▶
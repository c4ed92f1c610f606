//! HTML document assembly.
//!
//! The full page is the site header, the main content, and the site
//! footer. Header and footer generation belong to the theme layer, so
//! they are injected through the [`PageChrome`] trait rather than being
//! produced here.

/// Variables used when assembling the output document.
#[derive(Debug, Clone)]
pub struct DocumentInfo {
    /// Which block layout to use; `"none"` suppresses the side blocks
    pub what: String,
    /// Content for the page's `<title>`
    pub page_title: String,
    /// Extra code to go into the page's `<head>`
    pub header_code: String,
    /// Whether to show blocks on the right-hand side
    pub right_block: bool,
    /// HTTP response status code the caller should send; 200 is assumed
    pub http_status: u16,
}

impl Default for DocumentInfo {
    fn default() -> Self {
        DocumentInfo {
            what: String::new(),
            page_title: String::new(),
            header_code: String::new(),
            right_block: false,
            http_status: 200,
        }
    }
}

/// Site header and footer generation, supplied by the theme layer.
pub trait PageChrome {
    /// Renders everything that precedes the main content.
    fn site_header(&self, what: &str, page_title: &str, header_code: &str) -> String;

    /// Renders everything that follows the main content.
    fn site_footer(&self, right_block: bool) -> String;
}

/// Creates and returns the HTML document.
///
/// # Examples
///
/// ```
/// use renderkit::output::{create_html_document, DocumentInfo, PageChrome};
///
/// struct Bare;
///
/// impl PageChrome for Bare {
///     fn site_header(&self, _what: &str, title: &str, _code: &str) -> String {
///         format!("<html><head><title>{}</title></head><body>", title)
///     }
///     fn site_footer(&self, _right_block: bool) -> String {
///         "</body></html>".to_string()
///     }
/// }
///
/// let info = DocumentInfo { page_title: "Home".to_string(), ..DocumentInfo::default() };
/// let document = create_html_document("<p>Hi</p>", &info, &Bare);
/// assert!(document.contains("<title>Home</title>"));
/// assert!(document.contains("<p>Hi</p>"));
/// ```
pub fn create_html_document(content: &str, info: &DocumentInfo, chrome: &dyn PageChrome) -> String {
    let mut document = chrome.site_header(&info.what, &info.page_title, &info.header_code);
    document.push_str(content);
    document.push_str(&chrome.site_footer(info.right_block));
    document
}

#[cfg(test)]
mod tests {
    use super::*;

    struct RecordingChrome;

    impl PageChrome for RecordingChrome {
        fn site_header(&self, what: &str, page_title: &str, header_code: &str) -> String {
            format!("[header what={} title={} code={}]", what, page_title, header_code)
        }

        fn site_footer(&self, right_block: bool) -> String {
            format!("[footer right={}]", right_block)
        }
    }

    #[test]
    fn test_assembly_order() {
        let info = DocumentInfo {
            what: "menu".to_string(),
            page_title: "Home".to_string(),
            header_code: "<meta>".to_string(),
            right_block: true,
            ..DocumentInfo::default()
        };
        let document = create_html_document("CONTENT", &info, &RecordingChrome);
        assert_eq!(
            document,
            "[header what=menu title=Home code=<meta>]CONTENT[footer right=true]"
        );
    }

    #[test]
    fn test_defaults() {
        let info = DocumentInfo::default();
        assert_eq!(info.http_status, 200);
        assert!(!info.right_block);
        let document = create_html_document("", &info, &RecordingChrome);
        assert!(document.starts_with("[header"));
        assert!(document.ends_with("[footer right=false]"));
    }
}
◀
▶
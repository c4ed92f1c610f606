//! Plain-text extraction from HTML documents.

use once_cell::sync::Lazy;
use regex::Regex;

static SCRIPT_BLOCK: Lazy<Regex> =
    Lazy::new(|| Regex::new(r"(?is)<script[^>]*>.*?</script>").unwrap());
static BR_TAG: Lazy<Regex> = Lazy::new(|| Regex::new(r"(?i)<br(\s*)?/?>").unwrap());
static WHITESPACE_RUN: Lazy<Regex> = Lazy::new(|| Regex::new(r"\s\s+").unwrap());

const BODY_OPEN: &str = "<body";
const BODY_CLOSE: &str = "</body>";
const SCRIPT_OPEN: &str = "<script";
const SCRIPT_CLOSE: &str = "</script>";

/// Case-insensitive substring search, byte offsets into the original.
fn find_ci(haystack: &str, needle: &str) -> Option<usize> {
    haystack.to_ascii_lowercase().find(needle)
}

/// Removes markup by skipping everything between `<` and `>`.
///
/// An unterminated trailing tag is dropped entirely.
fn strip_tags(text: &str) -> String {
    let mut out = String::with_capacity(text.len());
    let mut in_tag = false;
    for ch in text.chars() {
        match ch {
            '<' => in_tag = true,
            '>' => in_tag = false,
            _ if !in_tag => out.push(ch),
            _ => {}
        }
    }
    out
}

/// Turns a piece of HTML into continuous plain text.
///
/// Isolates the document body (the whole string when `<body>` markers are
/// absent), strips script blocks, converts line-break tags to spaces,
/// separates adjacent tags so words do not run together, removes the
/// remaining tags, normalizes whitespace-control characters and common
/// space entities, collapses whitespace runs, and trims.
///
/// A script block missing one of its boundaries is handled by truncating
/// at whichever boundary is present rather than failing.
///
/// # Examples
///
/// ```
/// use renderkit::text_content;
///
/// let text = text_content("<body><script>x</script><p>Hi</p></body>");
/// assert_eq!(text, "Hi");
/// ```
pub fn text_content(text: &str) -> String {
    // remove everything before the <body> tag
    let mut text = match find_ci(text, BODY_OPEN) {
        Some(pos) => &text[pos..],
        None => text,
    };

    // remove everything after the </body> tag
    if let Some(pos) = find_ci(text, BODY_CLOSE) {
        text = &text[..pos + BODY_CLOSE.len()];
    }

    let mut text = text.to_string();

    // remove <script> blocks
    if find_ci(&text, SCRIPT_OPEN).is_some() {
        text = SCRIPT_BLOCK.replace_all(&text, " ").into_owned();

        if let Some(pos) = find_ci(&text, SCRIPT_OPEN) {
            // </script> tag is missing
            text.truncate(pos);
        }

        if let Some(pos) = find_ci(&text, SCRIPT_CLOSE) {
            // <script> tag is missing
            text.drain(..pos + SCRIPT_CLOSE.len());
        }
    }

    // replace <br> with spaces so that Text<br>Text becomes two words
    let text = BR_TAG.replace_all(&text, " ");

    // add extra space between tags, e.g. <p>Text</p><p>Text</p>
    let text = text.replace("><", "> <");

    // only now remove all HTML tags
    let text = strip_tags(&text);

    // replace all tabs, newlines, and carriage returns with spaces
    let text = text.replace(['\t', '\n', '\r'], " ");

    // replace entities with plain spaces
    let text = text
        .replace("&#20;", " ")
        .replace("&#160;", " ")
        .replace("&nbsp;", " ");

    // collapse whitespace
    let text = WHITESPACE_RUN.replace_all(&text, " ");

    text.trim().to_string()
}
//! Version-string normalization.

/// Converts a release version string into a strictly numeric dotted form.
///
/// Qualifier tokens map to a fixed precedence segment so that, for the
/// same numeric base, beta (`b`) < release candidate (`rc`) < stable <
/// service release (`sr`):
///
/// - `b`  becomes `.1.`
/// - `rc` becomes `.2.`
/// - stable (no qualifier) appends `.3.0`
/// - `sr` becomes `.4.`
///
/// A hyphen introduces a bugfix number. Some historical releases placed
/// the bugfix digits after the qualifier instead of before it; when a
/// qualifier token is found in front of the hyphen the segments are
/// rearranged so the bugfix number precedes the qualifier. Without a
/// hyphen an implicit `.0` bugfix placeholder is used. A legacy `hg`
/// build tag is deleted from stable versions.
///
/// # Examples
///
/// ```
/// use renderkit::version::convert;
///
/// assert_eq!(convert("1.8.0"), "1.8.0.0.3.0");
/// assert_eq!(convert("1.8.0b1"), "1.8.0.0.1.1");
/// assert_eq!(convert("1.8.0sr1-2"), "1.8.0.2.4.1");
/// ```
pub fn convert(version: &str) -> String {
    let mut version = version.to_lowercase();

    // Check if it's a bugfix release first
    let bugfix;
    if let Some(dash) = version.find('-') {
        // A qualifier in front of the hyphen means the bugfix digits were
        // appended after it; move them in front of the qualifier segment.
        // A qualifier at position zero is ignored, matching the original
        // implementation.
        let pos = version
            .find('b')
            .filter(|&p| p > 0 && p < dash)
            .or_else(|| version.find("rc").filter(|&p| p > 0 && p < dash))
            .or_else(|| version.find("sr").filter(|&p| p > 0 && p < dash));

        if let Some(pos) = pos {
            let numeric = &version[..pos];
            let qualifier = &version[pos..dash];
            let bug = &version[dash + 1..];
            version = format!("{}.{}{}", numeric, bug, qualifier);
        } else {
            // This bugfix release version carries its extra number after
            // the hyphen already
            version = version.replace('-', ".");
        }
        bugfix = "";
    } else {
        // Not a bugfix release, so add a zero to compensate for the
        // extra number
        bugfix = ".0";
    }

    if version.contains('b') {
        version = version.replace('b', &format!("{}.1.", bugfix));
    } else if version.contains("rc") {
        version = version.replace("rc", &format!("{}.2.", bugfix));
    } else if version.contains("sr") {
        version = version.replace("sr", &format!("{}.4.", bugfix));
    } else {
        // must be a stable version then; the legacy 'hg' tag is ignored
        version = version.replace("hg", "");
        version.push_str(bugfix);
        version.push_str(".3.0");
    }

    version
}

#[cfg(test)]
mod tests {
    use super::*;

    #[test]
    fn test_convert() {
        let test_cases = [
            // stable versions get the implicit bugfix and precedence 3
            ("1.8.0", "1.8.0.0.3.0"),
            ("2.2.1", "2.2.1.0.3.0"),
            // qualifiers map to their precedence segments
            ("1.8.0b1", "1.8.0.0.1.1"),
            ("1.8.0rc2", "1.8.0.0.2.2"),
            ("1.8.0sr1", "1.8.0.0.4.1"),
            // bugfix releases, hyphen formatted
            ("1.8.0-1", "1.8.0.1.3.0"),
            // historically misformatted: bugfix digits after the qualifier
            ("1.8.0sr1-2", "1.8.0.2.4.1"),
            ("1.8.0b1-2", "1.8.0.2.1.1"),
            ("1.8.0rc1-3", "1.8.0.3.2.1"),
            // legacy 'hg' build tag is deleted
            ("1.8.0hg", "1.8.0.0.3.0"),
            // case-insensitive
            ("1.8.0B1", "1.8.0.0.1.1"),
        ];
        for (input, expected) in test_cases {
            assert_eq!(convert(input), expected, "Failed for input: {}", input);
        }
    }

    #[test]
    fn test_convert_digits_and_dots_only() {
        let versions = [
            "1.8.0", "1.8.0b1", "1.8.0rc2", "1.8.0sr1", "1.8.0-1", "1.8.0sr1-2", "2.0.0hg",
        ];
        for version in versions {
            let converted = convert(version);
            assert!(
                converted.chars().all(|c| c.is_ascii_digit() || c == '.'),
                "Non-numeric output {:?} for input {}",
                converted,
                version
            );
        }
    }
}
◀
▶
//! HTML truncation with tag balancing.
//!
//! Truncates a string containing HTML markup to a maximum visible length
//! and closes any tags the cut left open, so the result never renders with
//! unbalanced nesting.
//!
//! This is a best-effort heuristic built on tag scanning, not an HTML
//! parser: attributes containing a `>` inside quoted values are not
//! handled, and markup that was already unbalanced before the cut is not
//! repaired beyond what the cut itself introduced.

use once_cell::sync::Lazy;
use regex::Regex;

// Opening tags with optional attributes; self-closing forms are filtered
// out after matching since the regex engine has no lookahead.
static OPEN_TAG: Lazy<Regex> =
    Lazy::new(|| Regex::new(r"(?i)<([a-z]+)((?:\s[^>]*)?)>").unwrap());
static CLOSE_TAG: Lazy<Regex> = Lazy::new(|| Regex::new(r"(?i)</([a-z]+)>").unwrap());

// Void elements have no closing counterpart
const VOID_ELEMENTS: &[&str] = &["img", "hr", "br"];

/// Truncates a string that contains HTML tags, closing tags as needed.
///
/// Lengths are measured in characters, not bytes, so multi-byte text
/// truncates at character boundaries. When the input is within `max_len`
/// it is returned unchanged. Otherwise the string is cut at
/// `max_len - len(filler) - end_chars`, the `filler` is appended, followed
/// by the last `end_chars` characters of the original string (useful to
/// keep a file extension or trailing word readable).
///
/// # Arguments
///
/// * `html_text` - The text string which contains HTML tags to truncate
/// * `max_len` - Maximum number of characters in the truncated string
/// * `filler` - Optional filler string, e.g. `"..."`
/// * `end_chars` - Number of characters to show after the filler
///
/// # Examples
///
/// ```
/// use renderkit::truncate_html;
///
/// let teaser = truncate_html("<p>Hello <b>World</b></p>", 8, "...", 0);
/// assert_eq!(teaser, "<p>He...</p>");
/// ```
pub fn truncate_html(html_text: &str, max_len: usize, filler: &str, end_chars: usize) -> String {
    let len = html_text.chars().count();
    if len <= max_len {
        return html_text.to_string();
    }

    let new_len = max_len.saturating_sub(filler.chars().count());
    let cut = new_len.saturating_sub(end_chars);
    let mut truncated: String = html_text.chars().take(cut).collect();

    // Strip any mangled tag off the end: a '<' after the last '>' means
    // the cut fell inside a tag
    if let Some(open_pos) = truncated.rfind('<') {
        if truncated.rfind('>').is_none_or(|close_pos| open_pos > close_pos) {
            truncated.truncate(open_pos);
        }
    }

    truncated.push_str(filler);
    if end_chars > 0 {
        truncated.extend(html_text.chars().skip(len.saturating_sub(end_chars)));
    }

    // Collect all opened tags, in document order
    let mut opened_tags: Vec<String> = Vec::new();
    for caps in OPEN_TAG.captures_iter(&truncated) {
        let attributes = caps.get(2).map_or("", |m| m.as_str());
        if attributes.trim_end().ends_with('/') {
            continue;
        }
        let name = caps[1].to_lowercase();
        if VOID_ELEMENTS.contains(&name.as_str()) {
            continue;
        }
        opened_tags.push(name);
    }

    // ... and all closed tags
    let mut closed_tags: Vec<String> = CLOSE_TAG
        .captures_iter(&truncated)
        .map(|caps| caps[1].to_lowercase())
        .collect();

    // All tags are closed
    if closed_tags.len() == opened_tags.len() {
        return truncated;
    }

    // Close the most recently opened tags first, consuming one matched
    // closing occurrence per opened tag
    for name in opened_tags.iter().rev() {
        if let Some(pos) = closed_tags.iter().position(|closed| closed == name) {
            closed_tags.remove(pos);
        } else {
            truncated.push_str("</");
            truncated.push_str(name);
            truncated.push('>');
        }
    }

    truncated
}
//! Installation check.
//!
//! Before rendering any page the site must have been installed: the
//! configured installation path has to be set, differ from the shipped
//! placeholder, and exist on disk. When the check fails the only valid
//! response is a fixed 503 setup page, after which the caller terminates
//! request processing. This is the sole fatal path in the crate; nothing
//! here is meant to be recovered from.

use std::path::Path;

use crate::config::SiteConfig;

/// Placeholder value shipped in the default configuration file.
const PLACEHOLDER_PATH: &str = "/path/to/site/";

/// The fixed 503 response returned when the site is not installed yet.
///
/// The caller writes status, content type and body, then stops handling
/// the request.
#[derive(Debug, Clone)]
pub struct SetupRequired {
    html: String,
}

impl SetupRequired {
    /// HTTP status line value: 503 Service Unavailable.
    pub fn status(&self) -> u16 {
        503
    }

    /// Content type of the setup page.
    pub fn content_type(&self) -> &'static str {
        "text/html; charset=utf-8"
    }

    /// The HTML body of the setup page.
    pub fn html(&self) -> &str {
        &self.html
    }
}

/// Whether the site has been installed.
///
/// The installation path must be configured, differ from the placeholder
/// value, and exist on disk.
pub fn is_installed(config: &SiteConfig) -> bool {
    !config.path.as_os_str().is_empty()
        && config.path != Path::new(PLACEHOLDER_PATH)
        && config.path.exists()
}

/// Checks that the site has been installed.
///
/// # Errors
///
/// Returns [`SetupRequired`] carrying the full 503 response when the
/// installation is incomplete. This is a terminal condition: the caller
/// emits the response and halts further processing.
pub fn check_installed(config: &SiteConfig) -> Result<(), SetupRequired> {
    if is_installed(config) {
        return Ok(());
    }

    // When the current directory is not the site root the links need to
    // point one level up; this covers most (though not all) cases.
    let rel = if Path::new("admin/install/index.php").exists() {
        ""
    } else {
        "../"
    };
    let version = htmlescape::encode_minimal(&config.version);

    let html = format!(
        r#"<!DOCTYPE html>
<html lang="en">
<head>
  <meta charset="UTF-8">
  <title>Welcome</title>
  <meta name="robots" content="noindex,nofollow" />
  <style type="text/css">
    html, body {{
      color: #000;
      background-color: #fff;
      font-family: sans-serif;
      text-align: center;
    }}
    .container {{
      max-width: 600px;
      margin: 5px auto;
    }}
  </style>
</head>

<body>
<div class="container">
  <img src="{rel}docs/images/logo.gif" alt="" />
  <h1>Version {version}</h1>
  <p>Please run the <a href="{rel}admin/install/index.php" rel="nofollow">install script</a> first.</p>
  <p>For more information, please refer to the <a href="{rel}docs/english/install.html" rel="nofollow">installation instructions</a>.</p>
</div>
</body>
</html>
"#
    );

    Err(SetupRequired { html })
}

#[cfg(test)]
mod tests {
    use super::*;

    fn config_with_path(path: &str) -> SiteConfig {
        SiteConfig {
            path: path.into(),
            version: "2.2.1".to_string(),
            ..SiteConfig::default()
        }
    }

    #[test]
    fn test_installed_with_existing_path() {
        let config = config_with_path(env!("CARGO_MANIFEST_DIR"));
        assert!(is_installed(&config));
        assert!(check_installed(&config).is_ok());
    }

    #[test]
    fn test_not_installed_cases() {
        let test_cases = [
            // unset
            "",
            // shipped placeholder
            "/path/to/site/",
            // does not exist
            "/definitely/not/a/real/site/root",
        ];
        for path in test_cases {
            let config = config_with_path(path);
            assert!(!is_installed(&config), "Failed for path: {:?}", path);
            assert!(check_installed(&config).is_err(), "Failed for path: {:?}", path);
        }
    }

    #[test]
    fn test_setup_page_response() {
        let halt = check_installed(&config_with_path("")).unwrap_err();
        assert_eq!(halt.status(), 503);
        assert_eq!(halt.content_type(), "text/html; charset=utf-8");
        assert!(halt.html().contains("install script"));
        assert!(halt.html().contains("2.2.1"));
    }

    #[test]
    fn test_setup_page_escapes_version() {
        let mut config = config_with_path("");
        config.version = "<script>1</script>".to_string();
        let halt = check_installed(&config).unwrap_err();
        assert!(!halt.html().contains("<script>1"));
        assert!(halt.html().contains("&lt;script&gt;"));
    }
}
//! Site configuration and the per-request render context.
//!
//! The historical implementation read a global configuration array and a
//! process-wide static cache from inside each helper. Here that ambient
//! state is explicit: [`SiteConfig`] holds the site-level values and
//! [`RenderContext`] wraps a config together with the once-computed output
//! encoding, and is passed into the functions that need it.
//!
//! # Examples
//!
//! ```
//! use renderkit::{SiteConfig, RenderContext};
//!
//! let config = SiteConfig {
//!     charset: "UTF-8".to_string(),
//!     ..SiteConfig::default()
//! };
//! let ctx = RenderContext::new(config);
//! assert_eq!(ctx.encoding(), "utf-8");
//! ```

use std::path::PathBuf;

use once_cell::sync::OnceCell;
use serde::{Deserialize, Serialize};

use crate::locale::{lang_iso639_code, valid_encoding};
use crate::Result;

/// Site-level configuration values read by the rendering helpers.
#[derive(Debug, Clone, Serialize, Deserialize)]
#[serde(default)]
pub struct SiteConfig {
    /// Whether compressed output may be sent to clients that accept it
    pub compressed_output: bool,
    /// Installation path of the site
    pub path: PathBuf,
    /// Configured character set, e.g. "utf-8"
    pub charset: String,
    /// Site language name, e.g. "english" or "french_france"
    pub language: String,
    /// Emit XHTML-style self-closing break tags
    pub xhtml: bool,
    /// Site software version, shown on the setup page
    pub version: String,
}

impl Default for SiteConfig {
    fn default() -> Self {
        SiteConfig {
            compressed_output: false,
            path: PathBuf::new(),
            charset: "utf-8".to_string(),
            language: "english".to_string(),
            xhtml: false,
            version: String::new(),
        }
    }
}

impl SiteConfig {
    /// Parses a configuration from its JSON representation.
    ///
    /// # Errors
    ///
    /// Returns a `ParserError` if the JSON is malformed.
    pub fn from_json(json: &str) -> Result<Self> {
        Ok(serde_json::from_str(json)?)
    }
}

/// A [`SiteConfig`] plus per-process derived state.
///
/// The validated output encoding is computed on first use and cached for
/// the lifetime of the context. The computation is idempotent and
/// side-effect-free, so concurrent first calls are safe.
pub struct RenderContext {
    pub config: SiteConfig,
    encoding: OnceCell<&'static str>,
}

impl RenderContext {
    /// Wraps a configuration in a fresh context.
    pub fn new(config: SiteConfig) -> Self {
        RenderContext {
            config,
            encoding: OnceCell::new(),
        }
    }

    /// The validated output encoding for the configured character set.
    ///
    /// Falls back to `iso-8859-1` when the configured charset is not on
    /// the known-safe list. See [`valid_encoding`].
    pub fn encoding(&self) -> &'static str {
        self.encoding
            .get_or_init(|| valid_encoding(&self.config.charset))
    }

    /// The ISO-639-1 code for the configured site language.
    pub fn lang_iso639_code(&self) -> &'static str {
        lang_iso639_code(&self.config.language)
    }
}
◀
#### WHAT YOU WILL DO:
Look through the entries, and return every line that the word "missing" appears in.

#### RESULT FOR THIS TASK:
/// A script block missing one of its boundaries is handled by truncating
            // </script> tag is missing
            // <script> tag is missing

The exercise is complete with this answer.